Other. “…the ‘how’ of avoiding prejudice occurs through performance, through performing the

identities of ‘a “normal” girl or boy’…if individuals move outside of what it is to ‘fit in’,

rejecting their role to perform normatively, they are presented with a dangerous social reality

even within the ‘safe’ space of schools.” (Rawlings 2016) What school is a safe space?

Indeed, gender and class play quite the role when deciding which school to go to. However, there

is one more culprit up for grabs, and that is the schools themselves. The policies they have, what

they believe in, how they present themselves and their students, how much they get funded and

what academic boundaries do they have set in place? According to Mustafa Sever (2012), “the

academic boundaries which are culturally produced… are usually the outcomes of complex

power-games.” These power games may be visible in some cases where prejudice and

disaffected students aren't Othered, but in most cases, it is more subtle. “The problem here is that

education - which is fundamental to our personal and our national success - is a game played by

politicians, and funded by parents.” (King 2016) Power is the Holy Grail of just about

everything. Governance comes through authority to govern, so when the government demands a
new curriculum or a new understanding of the national policy, state schools must comply.

(Australian Education Act 2013)

Depending on the school, funding can go either way which can impact teaching and learning

within the school. “Because the amount of money private schools get from the Commonwealth is

based on the capacity of parents to pay for their children's education, this sum is based on

students' addresses — which comes down to their socioeconomic status.” (Hanrahan 2017) The

problem here is not just the government, but power. Power to get funding, power to make

curriculum changes, power to make school equity policies and practices better, the power to

change the dominant discourse, power to decide which school to go to, and as a teacher, power to

impact learning.

Choice. A seemingly small word with some huge and mostly hidden consequences behind it.

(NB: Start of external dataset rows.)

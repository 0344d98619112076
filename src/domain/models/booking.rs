use serde::{Deserialize, Serialize};
use uuid::Uuid;
use chrono::{DateTime, NaiveDate, Utc};
use sqlx::FromRow;
use super::UnknownVariant;

#[derive(Debug, Serialize, Deserialize, Clone, Copy, PartialEq, Eq)]
#[serde(rename_all = "SCREAMING_SNAKE_CASE")]
pub enum BookingStatus {
    Pending,
    Confirmed,
    Completed,
    Cancelled,
    NoShow,
}

impl BookingStatus {
    pub fn as_str(&self) -> &'static str {
        match self {
            BookingStatus::Pending => "PENDING",
            BookingStatus::Confirmed => "CONFIRMED",
            BookingStatus::Completed => "COMPLETED",
            BookingStatus::Cancelled => "CANCELLED",
            BookingStatus::NoShow => "NO_SHOW",
        }
    }

    pub fn is_active(&self) -> bool {
        !matches!(self, BookingStatus::Cancelled)
    }
}

impl TryFrom<String> for BookingStatus {
    type Error = UnknownVariant;

    fn try_from(value: String) -> Result<Self, Self::Error> {
        match value.as_str() {
            "PENDING" => Ok(BookingStatus::Pending),
            "CONFIRMED" => Ok(BookingStatus::Confirmed),
            "COMPLETED" => Ok(BookingStatus::Completed),
            "CANCELLED" => Ok(BookingStatus::Cancelled),
            "NO_SHOW" => Ok(BookingStatus::NoShow),
            _ => Err(UnknownVariant { kind: "booking status", value }),
        }
    }
}

#[derive(Debug, Serialize, Deserialize, FromRow, Clone)]
pub struct Booking {
    pub id: String,
    pub student_id: String,
    pub product_id: String,
    pub location_id: String,
    pub order_id: Option<String>,
    /// Weak reference; the event outlives any single booking.
    pub event_id: Option<String>,
    pub start_time: DateTime<Utc>,
    pub end_time: DateTime<Utc>,
    pub local_day: NaiveDate,
    #[sqlx(try_from = "String")]
    pub status: BookingStatus,
    pub total_price: i64,
    pub needs_review: bool,
    pub review_reason: Option<String>,
    #[serde(skip)]
    pub last_link_attempt_at: Option<DateTime<Utc>>,
    pub created_at: DateTime<Utc>,
}

pub struct NewBookingParams {
    pub student_id: String,
    pub product_id: String,
    pub location_id: String,
    pub order_id: Option<String>,
    pub start: DateTime<Utc>,
    pub end: DateTime<Utc>,
    pub local_day: NaiveDate,
    pub total_price: i64,
}

impl Booking {
    pub fn new(params: NewBookingParams) -> Self {
        Self {
            id: Uuid::new_v4().to_string(),
            student_id: params.student_id,
            product_id: params.product_id,
            location_id: params.location_id,
            order_id: params.order_id,
            event_id: None,
            start_time: params.start,
            end_time: params.end,
            local_day: params.local_day,
            status: BookingStatus::Confirmed,
            total_price: params.total_price,
            needs_review: false,
            review_reason: None,
            last_link_attempt_at: None,
            created_at: Utc::now(),
        }
    }
}
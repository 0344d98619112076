use crate::domain::{models::template::RecurringTemplate, ports::TemplateRepository};
use crate::error::AppError;
use async_trait::async_trait;
use sqlx::{Row, SqlitePool};

pub struct SqliteTemplateRepo {
    pool: SqlitePool,
}

impl SqliteTemplateRepo {
    pub fn new(pool: SqlitePool) -> Self {
        Self { pool }
    }
}

#[async_trait]
impl TemplateRepository for SqliteTemplateRepo {
    async fn create(&self, template: &RecurringTemplate) -> Result<RecurringTemplate, AppError> {
        sqlx::query_as::<_, RecurringTemplate>(
            r#"INSERT INTO recurring_templates (
                id, name, title, camp_type, product_id, location_id,
                start_date, end_date, start_time, end_time, weekday_mask, created_at
            ) VALUES (?, ?, ?, ?, ?, ?, ?, ?, ?, ?, ?, ?)
            RETURNING *"#
        )
            .bind(&template.id)
            .bind(&template.name)
            .bind(&template.title)
            .bind(&template.camp_type)
            .bind(&template.product_id)
            .bind(&template.location_id)
            .bind(template.start_date)
            .bind(template.end_date)
            .bind(template.start_time)
            .bind(template.end_time)
            .bind(template.weekday_mask)
            .bind(template.created_at)
            .fetch_one(&self.pool)
            .await
            .map_err(AppError::Database)
    }

    async fn find_by_id(&self, id: &str) -> Result<Option<RecurringTemplate>, AppError> {
        sqlx::query_as::<_, RecurringTemplate>("SELECT * FROM recurring_templates WHERE id = ?")
            .bind(id)
            .fetch_optional(&self.pool)
            .await
            .map_err(AppError::Database)
    }

    async fn list(&self) -> Result<Vec<RecurringTemplate>, AppError> {
        sqlx::query_as::<_, RecurringTemplate>("SELECT * FROM recurring_templates ORDER BY start_date ASC, name ASC")
            .fetch_all(&self.pool)
            .await
            .map_err(AppError::Database)
    }

    async fn update(&self, template: &RecurringTemplate) -> Result<RecurringTemplate, AppError> {
        let mut tx = self.pool.begin().await.map_err(AppError::Database)?;

        let generated = sqlx::query("SELECT COUNT(*) AS count FROM events WHERE template_id = ?")
            .bind(&template.id)
            .fetch_one(&mut *tx)
            .await
            .map_err(AppError::Database)?;
        if generated.get::<i64, _>("count") > 0 {
            return Err(AppError::Conflict("Template already has generated events; create a new template instead".into()));
        }

        let updated = sqlx::query_as::<_, RecurringTemplate>(
            r#"UPDATE recurring_templates SET
                name=?, title=?, camp_type=?, product_id=?, location_id=?,
                start_date=?, end_date=?, start_time=?, end_time=?, weekday_mask=?
               WHERE id=? RETURNING *"#
        )
            .bind(&template.name)
            .bind(&template.title)
            .bind(&template.camp_type)
            .bind(&template.product_id)
            .bind(&template.location_id)
            .bind(template.start_date)
            .bind(template.end_date)
            .bind(template.start_time)
            .bind(template.end_time)
            .bind(template.weekday_mask)
            .bind(&template.id)
            .fetch_optional(&mut *tx)
            .await
            .map_err(AppError::Database)?
            .ok_or_else(|| AppError::NotFound(format!("Template {} not found", template.id)))?;

        tx.commit().await.map_err(AppError::Database)?;
        Ok(updated)
    }
}
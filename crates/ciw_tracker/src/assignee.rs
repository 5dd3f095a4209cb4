use ciw_core::config::AssigneeConfig;
use ciw_core::error::AppError;

/// Looks up who a service's issues are assigned to.
pub trait AssigneeResolver {
    fn resolve_assignee(&self, service: &str) -> Result<Option<String>, AppError>;
}

/// Resolves from the watch config: per-service entry, then the default, then nobody.
#[derive(Debug, Clone)]
pub struct ConfigAssigneeResolver {
    config: AssigneeConfig,
}

impl ConfigAssigneeResolver {
    pub fn new(config: AssigneeConfig) -> Self {
        Self { config }
    }
}

impl AssigneeResolver for ConfigAssigneeResolver {
    fn resolve_assignee(&self, service: &str) -> Result<Option<String>, AppError> {
        let picked = self
            .config
            .by_service
            .get(service)
            .or(self.config.default_assignee.as_ref())
            .map(|a| a.trim().to_string())
            .filter(|a| !a.is_empty());
        Ok(picked)
    }
}
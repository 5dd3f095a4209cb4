use serde::{Deserialize, Serialize};
use std::fmt;
use std::path::Path;

/// Single structured error shape used across the core, the tracker shell and the CLI.
///
/// Codes are grouped by prefix (`PARSE_*`, `IO_*`, `CONFIG_*`, `THRESHOLD_*`, `TRACKER_*`,
/// `AGGREGATE_*`) so callers can branch on the family without string matching on messages.
#[derive(Debug, Clone, Serialize, Deserialize, PartialEq, Eq)]
pub struct AppError {
    pub code: String,
    pub message: String,
    pub details: Option<String>,
    pub retryable: bool,
}

impl AppError {
    pub fn new(code: impl Into<String>, message: impl Into<String>) -> Self {
        Self {
            code: code.into(),
            message: message.into(),
            details: None,
            retryable: false,
        }
    }

    /// Structurally invalid artifact. `details` always carries the offending path.
    pub fn parse(code: impl Into<String>, path: &Path, err: impl fmt::Display) -> Self {
        Self::new(code, "Failed to parse test artifact")
            .with_details(format!("path={}; err={err}", path.display()))
    }

    pub fn with_details(mut self, details: impl Into<String>) -> Self {
        self.details = Some(details.into());
        self
    }

    pub fn with_retryable(mut self, retryable: bool) -> Self {
        self.retryable = retryable;
        self
    }

    pub fn is_parse_error(&self) -> bool {
        self.code.starts_with("PARSE_")
    }
}

impl fmt::Display for AppError {
    fn fmt(&self, f: &mut fmt::Formatter<'_>) -> fmt::Result {
        write!(f, "[{}] {}", self.code, self.message)?;
        if let Some(details) = &self.details {
            write!(f, " ({details})")?;
        }
        Ok(())
    }
}

impl std::error::Error for AppError {}

pub(crate) fn read_file(path: &Path) -> Result<String, AppError> {
    std::fs::read_to_string(path).map_err(|e| {
        AppError::new("IO_READ_FAILED", "Failed to read file")
            .with_details(format!("path={}; err={e}", path.display()))
    })
}
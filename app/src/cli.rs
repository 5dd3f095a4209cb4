//! CLI argument parsing using Clap.

use std::path::PathBuf;

use clap::{Parser, Subcommand};

/// ciw - turn CI test artifacts into tracked issues
#[derive(Parser, Debug)]
#[command(name = "ciw")]
#[command(version, about, long_about = None)]
#[command(after_help = "Examples:
  ciw parse results/*.xml                                  Print the merged run as JSON
  ciw reconcile -c watch.json results/*.xml report.json    Reconcile the service's issues
  ciw reconcile -c watch.json --message \"deploy failed\"    Report a free-text failure
  ciw analyze --stats run_stats.json --thresholds t.json --out analysis.json
  ciw compare previous.json current.json                   Trend between two analyses
")]
pub struct Cli {
    #[command(subcommand)]
    pub command: Commands,
}

#[derive(Subcommand, Debug)]
pub enum Commands {
    /// Parse artifacts and print the aggregated run
    Parse {
        /// JUnit XML, Mocha JSON or performance analysis files
        #[arg(required = true)]
        artifacts: Vec<PathBuf>,
    },

    /// Parse artifacts (or take a message) and reconcile the service's tracked issues
    Reconcile {
        /// Watch config file
        #[arg(short = 'c', long)]
        config: PathBuf,

        /// Free-text failure message used instead of artifacts
        #[arg(short = 'm', long, conflicts_with = "artifacts")]
        message: Option<String>,

        /// Link to the CI run (overrides the config value)
        #[arg(long)]
        source_url: Option<String>,

        /// Decide and print the action without touching the tracker
        #[arg(long)]
        dry_run: bool,

        artifacts: Vec<PathBuf>,
    },

    /// Evaluate run statistics against thresholds and persist the verdicts
    Analyze {
        #[arg(long)]
        stats: PathBuf,

        #[arg(long)]
        thresholds: PathBuf,

        /// Where to write the analysis records
        #[arg(long)]
        out: PathBuf,

        /// Previous analysis to compare against
        #[arg(long)]
        previous: Option<PathBuf>,
    },

    /// Compare two persisted analyses
    Compare { previous: PathBuf, current: PathBuf },
}
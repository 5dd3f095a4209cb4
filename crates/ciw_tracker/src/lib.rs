pub mod assignee;
pub mod body;
pub mod reconcile;
pub mod retry;
pub mod tracker;
use serde::{Deserialize, Serialize};

/// Canonical outcome of one test case, independent of the runner that produced it.
///
/// Always derived by the classifier from structural evidence (child elements, flags), never
/// copied from a runner-provided status string.
#[derive(Debug, Clone, Copy, Serialize, Deserialize, PartialEq, Eq, PartialOrd, Ord, Hash)]
#[serde(rename_all = "SCREAMING_SNAKE_CASE")]
pub enum TestStatus {
    Pass,
    Fail,
    Skip,
    Pending,
}

impl TestStatus {
    pub fn as_str(self) -> &'static str {
        match self {
            TestStatus::Pass => "PASS",
            TestStatus::Fail => "FAIL",
            TestStatus::Skip => "SKIP",
            TestStatus::Pending => "PENDING",
        }
    }
}

impl std::fmt::Display for TestStatus {
    fn fmt(&self, f: &mut std::fmt::Formatter<'_>) -> std::fmt::Result {
        f.write_str(self.as_str())
    }
}

#[derive(Debug, Clone, Serialize, Deserialize, PartialEq, Eq)]
pub struct Failure {
    pub text: String,
}

impl Failure {
    pub fn new(text: impl Into<String>) -> Self {
        Self { text: text.into() }
    }
}

#[derive(Debug, Clone, Serialize, Deserialize, PartialEq)]
pub struct Test {
    pub name: String,
    pub status: TestStatus,
    /// Seconds.
    pub time: f64,
    pub failures: Vec<Failure>,
}

/// Suite totals are always recomputed from `tests`; see `aggregate::build_suite`.
#[derive(Debug, Clone, Serialize, Deserialize, PartialEq)]
pub struct Suite {
    pub name: String,
    pub failures: u64,
    pub skipped: u64,
    pub pending: u64,
    pub time: f64,
    pub tests: Vec<Test>,
}

/// Normalized result of one source artifact file.
#[derive(Debug, Clone, Serialize, Deserialize, PartialEq)]
pub struct Report {
    pub name: String,
    pub tests: u64,
    pub failures: u64,
    pub skipped: u64,
    pub pending: u64,
    pub time: f64,
    pub testsuites: Vec<Suite>,
}

/// Every test result ingested in a single invocation.
///
/// Invariant: each scalar total equals the sum of the corresponding report totals.
#[derive(Debug, Clone, Default, Serialize, Deserialize, PartialEq)]
pub struct Run {
    pub tests: u64,
    pub failures: u64,
    pub skipped: u64,
    pub pending: u64,
    pub time: f64,
    pub reports: Vec<Report>,
}

impl Run {
    pub fn passed(&self) -> u64 {
        self.tests
            .saturating_sub(self.failures)
            .saturating_sub(self.skipped)
            .saturating_sub(self.pending)
    }
}

#[derive(Debug, Clone, Copy, Default, Serialize, Deserialize, PartialEq, Eq)]
pub struct IncidentCounts {
    pub total: u64,
    pub fail: u64,
    pub success: u64,
    /// Skipped plus pending.
    pub skip: u64,
}

/// Failure summary handed to the reconciler and the issue tracker.
///
/// Recomputed on every invocation from a `Run` (or a free-text message); never persisted.
#[derive(Debug, Clone, Serialize, Deserialize, PartialEq, Eq)]
pub struct Incident {
    pub dedup_key: String,
    pub title: String,
    pub description: String,
    pub service: String,
    pub source_url: Option<String>,
    pub assignee: Option<String>,
    pub counts: IncidentCounts,
}

#[derive(Debug, Clone, Copy, Serialize, Deserialize, PartialEq, Eq, Hash)]
#[serde(rename_all = "SCREAMING_SNAKE_CASE")]
pub enum IssueState {
    Open,
    Closed,
}

/// Tracked issue as reported by the external tracker.
///
/// `body` is opaque; the core only checks whether it contains a dedup key.
/// `created_at` is the tracker's RFC3339 timestamp.
#[derive(Debug, Clone, Serialize, Deserialize, PartialEq, Eq)]
pub struct Issue {
    pub id: u64,
    pub number: u64,
    pub url: String,
    pub state: IssueState,
    pub body: String,
    pub created_at: String,
}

Gender and class intersect with choice and have huge impacts on students and parents’

educational aspirations and life chances. Depending on your socio-economic status, social and

cultural capital can either hinder or help your choice. The socioeconomic disparities that are in

play in Bourdieu’s capital show the inequity felt by some Australians. This class problem is

exemplified when looking from rural to suburbia to metropolitan. The gender aspect seemingly

dwindles down what few choices are left after considering your status on the class ladder. While

the media has taken this, and gone for sensationalizing of single-sex vs. coeducation schools, and

girl's brain vs. boy's brain news stories. Researchers tended to side with poststructuralist and

feminist theories. The fact is that while the gender context is just that, context, it cannot and will

not be more important than a teacher who has mastered reflexivity when understanding socio-

economic backgrounds of their students. Because in the end, it all comes down to the teachers at

school.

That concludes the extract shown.